Source data:
· · · ·

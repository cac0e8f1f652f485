//! PFN: dense boolean span and link tables.
//!
//! `entity_labels (bs, 2, seq, seq)` marks subject (channel 0) and object
//! (channel 1) spans at `[start, end]`; `head_labels` / `tail_labels
//! (bs, predicates, seq, seq)` mark `[p, sh, oh]` and `[p, st, ot]`. The
//! tables share GPLinker's decoding.

use crate::config::DecodeConfig;
use crate::labels::{LabelRegistry, LabelSpace};
use crate::schemes::gplinker::{decode_pair_tables, encodable, PairScores};
use crate::schemes::{BatchLayout, DecodeBatch, SchemeCollator, SchemeDecoder, TargetTensors};
use crate::tensor::DenseTarget;
use crate::types::{RelationTriple, TripleSet};
use crate::Result;

#[derive(Debug, Clone)]
pub struct Pfn {
    predicates: LabelSpace,
    decode: DecodeConfig,
}

impl Pfn {
    pub fn new(registry: &LabelRegistry) -> Result<Self> {
        Ok(Self::from_space(registry.get()?.clone()))
    }

    /// PFN heads end in a sigmoid, so decoding defaults to the 0.5 cut.
    pub fn from_space(predicates: LabelSpace) -> Self {
        Self {
            predicates,
            decode: DecodeConfig::probabilities(),
        }
    }

    pub fn with_decode_config(mut self, decode: DecodeConfig) -> Self {
        self.decode = decode;
        self
    }

    pub fn predicates(&self) -> &LabelSpace {
        &self.predicates
    }
}

impl SchemeCollator for Pfn {
    type Labels = Vec<RelationTriple>;

    fn targets(&self, labels: &[&Vec<RelationTriple>], layout: &BatchLayout<'_>) -> Result<TargetTensors> {
        let (bs, n) = (labels.len(), layout.seq_len);
        let num_predicates = self.predicates.len();
        let mut entity = DenseTarget::<i64>::zeros(&[bs, 2, n, n]);
        let mut head = DenseTarget::<i64>::zeros(&[bs, num_predicates, n, n]);
        let mut tail = DenseTarget::<i64>::zeros(&[bs, num_predicates, n, n]);

        for (b, (triples, &length)) in labels.iter().zip(layout.lengths).enumerate() {
            for t in encodable(triples, num_predicates, length) {
                entity.set(&[b, 0, t.subject_head, t.subject_tail], 1);
                entity.set(&[b, 1, t.object_head, t.object_tail], 1);
                head.set(&[b, t.predicate, t.subject_head, t.object_head], 1);
                tail.set(&[b, t.predicate, t.subject_tail, t.object_tail], 1);
            }
        }

        Ok(TargetTensors::new()
            .with("entity_labels", entity.into_tensor(layout.device)?)
            .with("head_labels", head.into_tensor(layout.device)?)
            .with("tail_labels", tail.into_tensor(layout.device)?))
    }
}

impl SchemeDecoder for Pfn {
    type Scores = PairScores;
    type Output = TripleSet;

    fn decode(&self, scores: &PairScores, batch: &DecodeBatch<'_>) -> Result<Vec<TripleSet>> {
        decode_pair_tables(scores, &self.predicates, self.decode.threshold, batch)
    }
}
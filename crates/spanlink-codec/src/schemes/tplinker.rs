//! TPLinker-plus for relations: one multi-label shaking sequence.
//!
//! For `P` predicates there are `4P + 1` tags per upper-triangular pair:
//!
//! | tag          | cell       | meaning                    |
//! |--------------|------------|----------------------------|
//! | `p`          | `(sh, oh)` | subject head → object head |
//! | `p + P`      | `(oh, sh)` | object head → subject head |
//! | `p + 2P`     | `(st, ot)` | subject tail → object tail |
//! | `p + 3P`     | `(ot, st)` | object tail → subject tail |
//! | `4P`         | `(h, t)`   | entity span                |
//!
//! Only cells with row <= column exist, so of every directional pair exactly
//! the one pointing down the triangle is stored.

use std::collections::{BTreeMap, BTreeSet, HashSet};

use candle_core::Tensor;

use crate::config::DecodeConfig;
use crate::labels::{LabelRegistry, LabelSpace};
use crate::schemes::gplinker::encodable;
use crate::schemes::{is_valid_span, BatchLayout, DecodeBatch, SchemeCollator, SchemeDecoder, TargetTensors};
use crate::tensor::{above_threshold, expect_leading, shaking_index, shaking_len, shaking_pairs, DenseTarget};
use crate::types::{DecodedTriple, RelationTriple, TripleSet};
use crate::Result;

#[derive(Debug, Clone)]
pub struct TpLinkerPlus {
    predicates: LabelSpace,
    decode: DecodeConfig,
}

impl TpLinkerPlus {
    pub fn new(registry: &LabelRegistry) -> Result<Self> {
        Ok(Self::from_space(registry.get()?.clone()))
    }

    pub fn from_space(predicates: LabelSpace) -> Self {
        Self {
            predicates,
            decode: DecodeConfig::default(),
        }
    }

    pub fn with_decode_config(mut self, decode: DecodeConfig) -> Self {
        self.decode = decode;
        self
    }

    pub fn predicates(&self) -> &LabelSpace {
        &self.predicates
    }

    pub fn num_tags(&self) -> usize {
        self.predicates.len() * 4 + 1
    }

    fn entity_tag(&self) -> usize {
        self.predicates.len() * 4
    }

    /// `(seq * (seq + 1) / 2, 4P + 1)` shaking target for one example.
    pub fn encode(&self, triples: &[RelationTriple], seq_len: usize) -> DenseTarget<i64> {
        let mut shaking = DenseTarget::zeros(&[shaking_len(seq_len), self.num_tags()]);
        self.write(&mut shaking, &[], triples, seq_len, seq_len);
        shaking
    }

    /// Triples must fit in `length` real tokens; cells are indexed against the
    /// padded `seq_len`.
    fn write(
        &self,
        target: &mut DenseTarget<i64>,
        prefix: &[usize],
        triples: &[RelationTriple],
        length: usize,
        seq_len: usize,
    ) {
        let num_predicates = self.predicates.len();
        let mut put = |i: usize, j: usize, tag: usize| {
            if let Some(pos) = shaking_index(seq_len, i, j) {
                let mut index = prefix.to_vec();
                index.extend([pos, tag]);
                target.set(&index, 1);
            }
        };
        for t in encodable(triples, num_predicates, length) {
            let p = t.predicate;
            put(t.subject_head, t.object_head, p);
            put(t.object_head, t.subject_head, p + num_predicates);
            put(t.subject_tail, t.object_tail, p + 2 * num_predicates);
            put(t.object_tail, t.subject_tail, p + 3 * num_predicates);
            put(t.subject_head, t.subject_tail, 4 * num_predicates);
            put(t.object_head, t.object_tail, 4 * num_predicates);
        }
    }
}

impl SchemeCollator for TpLinkerPlus {
    type Labels = Vec<RelationTriple>;

    fn targets(&self, labels: &[&Vec<RelationTriple>], layout: &BatchLayout<'_>) -> Result<TargetTensors> {
        let n = layout.seq_len;
        let mut batch = DenseTarget::<i64>::zeros(&[labels.len(), shaking_len(n), self.num_tags()]);
        for (b, (triples, &length)) in labels.iter().zip(layout.lengths).enumerate() {
            self.write(&mut batch, &[b], triples, length, n);
        }
        Ok(TargetTensors::new().with("labels", batch.into_tensor(layout.device)?))
    }
}

/// Links and entity spans found in one example.
#[derive(Default)]
struct Spots {
    /// entity head -> entity tails
    entities: BTreeMap<usize, BTreeSet<usize>>,
    /// `(subject_head, object_head, predicate)`
    head_links: BTreeSet<(usize, usize, usize)>,
    /// `(subject_tail, object_tail, predicate)`
    tail_links: HashSet<(usize, usize, usize)>,
}

impl SchemeDecoder for TpLinkerPlus {
    type Scores = Tensor;
    type Output = TripleSet;

    fn decode(&self, scores: &Tensor, batch: &DecodeBatch<'_>) -> Result<Vec<TripleSet>> {
        let lengths = batch.lengths()?;
        let seq_len = batch.seq_len()?;
        let bs = batch.batch_size();
        expect_leading(scores, &[bs, shaking_len(seq_len), self.num_tags()])?;

        let num_predicates = self.predicates.len();
        let pairs = shaking_pairs(seq_len);
        let mut spots: Vec<Spots> = (0..bs).map(|_| Spots::default()).collect();
        for ix in above_threshold(scores, self.decode.threshold)? {
            let (b, (i, j), tag) = (ix[0], pairs[ix[1]], ix[2]);
            let s = &mut spots[b];
            if tag == self.entity_tag() {
                if is_valid_span(i, j, lengths[b]) {
                    s.entities.entry(i).or_default().insert(j);
                }
                continue;
            }
            let p = tag % num_predicates;
            match tag / num_predicates {
                0 => s.head_links.insert((i, j, p)),
                1 => s.head_links.insert((j, i, p)),
                2 => s.tail_links.insert((i, j, p)),
                _ => s.tail_links.insert((j, i, p)),
            };
        }

        let mut results = vec![TripleSet::new(); bs];
        for (b, s) in spots.iter().enumerate() {
            for &(sh, oh, p) in &s.head_links {
                let (Some(subject_tails), Some(object_tails)) = (s.entities.get(&sh), s.entities.get(&oh)) else {
                    continue;
                };
                for &st in subject_tails {
                    for &ot in object_tails {
                        if !s.tail_links.contains(&(st, ot, p)) {
                            continue;
                        }
                        if let (Some(subject), Some(object), Some(predicate)) =
                            (batch.text_span(b, sh, st), batch.text_span(b, oh, ot), self.predicates.name(p))
                        {
                            results[b].insert(DecodedTriple {
                                subject,
                                predicate: predicate.to_string(),
                                object,
                            });
                        }
                    }
                }
            }
        }
        Ok(results)
    }
}
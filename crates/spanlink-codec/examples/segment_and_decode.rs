//! Segment a long document, decode handshaking scores per chunk and fold the
//! entities back onto the document.
//!
//! ```bash
//! RUST_LOG=spanlink_codec=debug cargo run -p spanlink-codec --example segment_and_decode
//! ```

use candle_core::{DType, Device, Tensor};
use spanlink_codec::schemes::DecodeBatch;
use spanlink_codec::{segment, HandshakingNer, LabelRegistry, OffsetMapping, SchemeDecoder, SegmenterConfig, Span};
use tracing::info;
use tracing_subscriber::EnvFilter;

/// One offset per char between `[CLS]` and `[SEP]`.
fn char_offsets(text: &str) -> OffsetMapping {
    let mut offsets = vec![(0, 0)];
    offsets.extend((0..text.chars().count()).map(|i| (i, i + 1)));
    offsets.push((0, 0));
    OffsetMapping::new(offsets)
}

fn main() -> anyhow::Result<()> {
    tracing_subscriber::fmt()
        .with_env_filter(EnvFilter::try_from_default_env().unwrap_or_else(|_| EnvFilter::new("spanlink_codec=debug,info")))
        .init();

    let document = "张三在北京工作。李四在上海读书。";
    let segmentation = segment(&[document], &SegmenterConfig { max_length: 12, split_sentence: true });

    let mut registry = LabelRegistry::new();
    registry.prepare(["PER", "LOC"]);
    let codec = HandshakingNer::new(&registry)?;
    let per = registry.get()?.require_id("PER")?;
    let loc = registry.get()?.require_id("LOC")?;

    // Stand-in for model output: every chunk starts with a person and names a place at chars 3..5.
    let seq = segmentation.chunks.iter().map(|c| c.text.chars().count() + 2).max().unwrap_or(2);
    let spans = [Span::new(per, 1, 2), Span::new(loc, 4, 5)];
    let tables = segmentation
        .chunks
        .iter()
        .map(|_| codec.encode(&spans, seq).into_tensor(&Device::Cpu))
        .collect::<Result<Vec<_>, _>>()?;
    let scores = Tensor::stack(&tables, 0)?.to_dtype(DType::F32)?;

    let texts: Vec<String> = segmentation.texts().into_iter().map(str::to_string).collect();
    let offsets: Vec<OffsetMapping> = texts.iter().map(|t| char_offsets(t)).collect();
    let lengths: Vec<u32> = texts
        .iter()
        .flat_map(|t| {
            let n = t.chars().count() + 2;
            (0..seq).map(move |i| u32::from(i < n))
        })
        .collect();
    let mask = Tensor::from_vec(lengths, (texts.len(), seq), &Device::Cpu)?;

    let per_chunk = codec.decode(&scores, &DecodeBatch::new(&mask, &texts, &offsets))?;
    for entities in segmentation.remap_entities(per_chunk)? {
        for e in entities {
            info!("{} [{}, {}) {}", e.label, e.start, e.end, e.text);
        }
    }
    Ok(())
}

· · · ·

=== Work task ===
Taking the records above, retype every line from the one with "impl SchemeCollator for TpLinkerPlus" down to the one with "#[derive(Default)]", exactly and with nothing else.

=== Expected output ===
impl SchemeCollator for TpLinkerPlus {
    type Labels = Vec<RelationTriple>;

    fn targets(&self, labels: &[&Vec<RelationTriple>], layout: &BatchLayout<'_>) -> Result<TargetTensors> {
        let n = layout.seq_len;
        let mut batch = DenseTarget::<i64>::zeros(&[labels.len(), shaking_len(n), self.num_tags()]);
        for (b, (triples, &length)) in labels.iter().zip(layout.lengths).enumerate() {
            self.write(&mut batch, &[b], triples, length, n);
        }
        Ok(TargetTensors::new().with("labels", batch.into_tensor(layout.device)?))
    }
}

/// Links and entity spans found in one example.
#[derive(Default)]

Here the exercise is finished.